[FN#196] Here a little abbreviation has been found necessary: “of no avail is a twice-told tale.”
[FN#197] The nearest approach in Eastern tales to Western hysterics.
[FN#198] A tent-pitcher, body servant, etc. See vol. vii. 4. The word is still popular in Persia.
[FN#199] The amount of eating and drinking in this tale is phenomenal; but, I repeat, Arabs enjoy reading of “meat and drink” almost as much as Englishmen.
[FN#200] Arab writers always insist upon the symptom of rage which distinguishes the felines from the canines; but they do not believe that the end of the tail has a sting.
[FN#201] The circular leather which acts alternately provision bag and table-cloth. See vols. i. 178; v. 8; viii. 269, and ix. 141.
[FN#202] He refused because he suspected some trick and would not be on terms of bread and salt with the stranger.
[FN#203] The story contains excellent material, but the writer or the copier has “scamped” it in two crucial points, the meeting of the bereaved Sultan and his wife (Night ccclxxvii.) and the finale where we miss the pathetic conclusions of the Mac. and Bresl. Edits. Also a comparison of this hurried denouement with the artistic tableau of “King Omar bin al-Nu’uman,” where all the actors are mustered upon the stage before the curtain falls, measures the difference between this Ms. and the printed texts, showing the superior polish and finish of the latter.
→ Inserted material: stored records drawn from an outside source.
//! Vindexes: named mappings from column values to keyspace ids.
//!
//! Every vindex declares a capability set (`Map` is always present;
//! `ReverseMap`, `Verify`, `Create`, `Delete`, `Generate` are optional) and
//! a cardinality (`Unique` or `NonUnique`). The router dispatches on
//! capabilities, so a mismatch is a descriptive error instead of a panic.
//!
//! Table-backed vindexes issue their own routed SQL through the `VCursor`
//! callback the router hands them.

pub mod cursor;
pub mod hash;
pub mod lookup_hash;
pub mod mix;
pub mod numeric;
pub mod registry;
pub mod vindex;
pub mod xxhash;

pub use cursor::VCursor;
pub use hash::HashVindex;
pub use lookup_hash::LookupHashVindex;
pub use numeric::NumericVindex;
pub use registry::{create_vindex, VindexParams};
pub use vindex::{Cardinality, KeyspaceIdSet, Vindex, VindexCap};
pub use xxhash::XxhashVindex;
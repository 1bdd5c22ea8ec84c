//! The osprey sharded-query router.
//!
//! Sits between MySQL-protocol clients and a fleet of backend shards, each
//! owning a disjoint keyspace-id range. For every statement it decides
//! which shards execute, rewrites the statement, fans out through the
//! scatter executor, and keeps owned secondary-index (vindex) tables
//! consistent with base-table DML.
//!
//! The SQL parser/planner, topology service, and scatter executor are
//! consumed through seams (`PlanBuilder`, `SrvTopo`, `ScatterConn`); this
//! crate owns the plan-to-execution mapping and the vindex lifecycle.

pub mod context;
pub mod plan;
pub mod planner;
pub mod router;
pub mod routing;
pub mod scatter;
pub mod session;
pub mod vschema;

pub use context::RequestContext;
pub use plan::{Plan, PlanKind, PlanValue, LIST_VAR_NAME};
pub use planner::{PlanBuilder, PlanCacheStats, Planner};
pub use router::Router;
pub use routing::RoutingMap;
pub use scatter::ScatterConn;
pub use session::{SafeSession, SessionState};
pub use vschema::{ColVindex, Keyspace, Table, VSchema, VSchemaConfig};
[FN#204] Vol. iii. pp. 386-97, where it follows immediately the last story. Scott (Story of the Avaricious Cauzee and his Wife, vi. 112) has translated it after his own fashion, excising half and supplying it out of his own invention; and Gauttier has followed suit in the Histoire du Cadi avare et de sa Femme, vi. 254.
[FN#205] Tarabulus and Atrabulus are Arabisations of Tripolis (hod. Tripoli) the well-known port-town north of Bayrut; founded by the Phoenicians, rose to fame under the Seleucidae, and was made splendid by the Romans. See Socin’s “Baedeker,” p. 509.
[FN#206] i.e. the Kazi’s court-house
[FN#207] Arab. “Buksumah” = “hard bread” (Americanice).
[FN#208] Arab. “Sufrah umm jalajil.” Lit. an eating-cloth with little bells, like those hung to a camel, or metal plates as on the rim of a tambourine.
[FN#209] The Kursi here = the stool upon which the “Siniyah” or tray of tinned copper is placed, the former serving as a table. These stools, some 15 inches high and of wood inlaid with bone, tortoise-shell or mother-of-pearl, are now common in England, where one often sees children using them as seats. The two (Kursi and Siniyah) compose the Sufrah, when the word is used in the sense of our “dinner-table.” Lane (M.E. chapt. v.) gives an illustration of both articles.
[FN#210] Arab. “Jaridah,” a palm-frond stripped of its leaves (Supplemental vol. i. 203), hence the “Jarid” used as a javelin; see vol. vi. 263.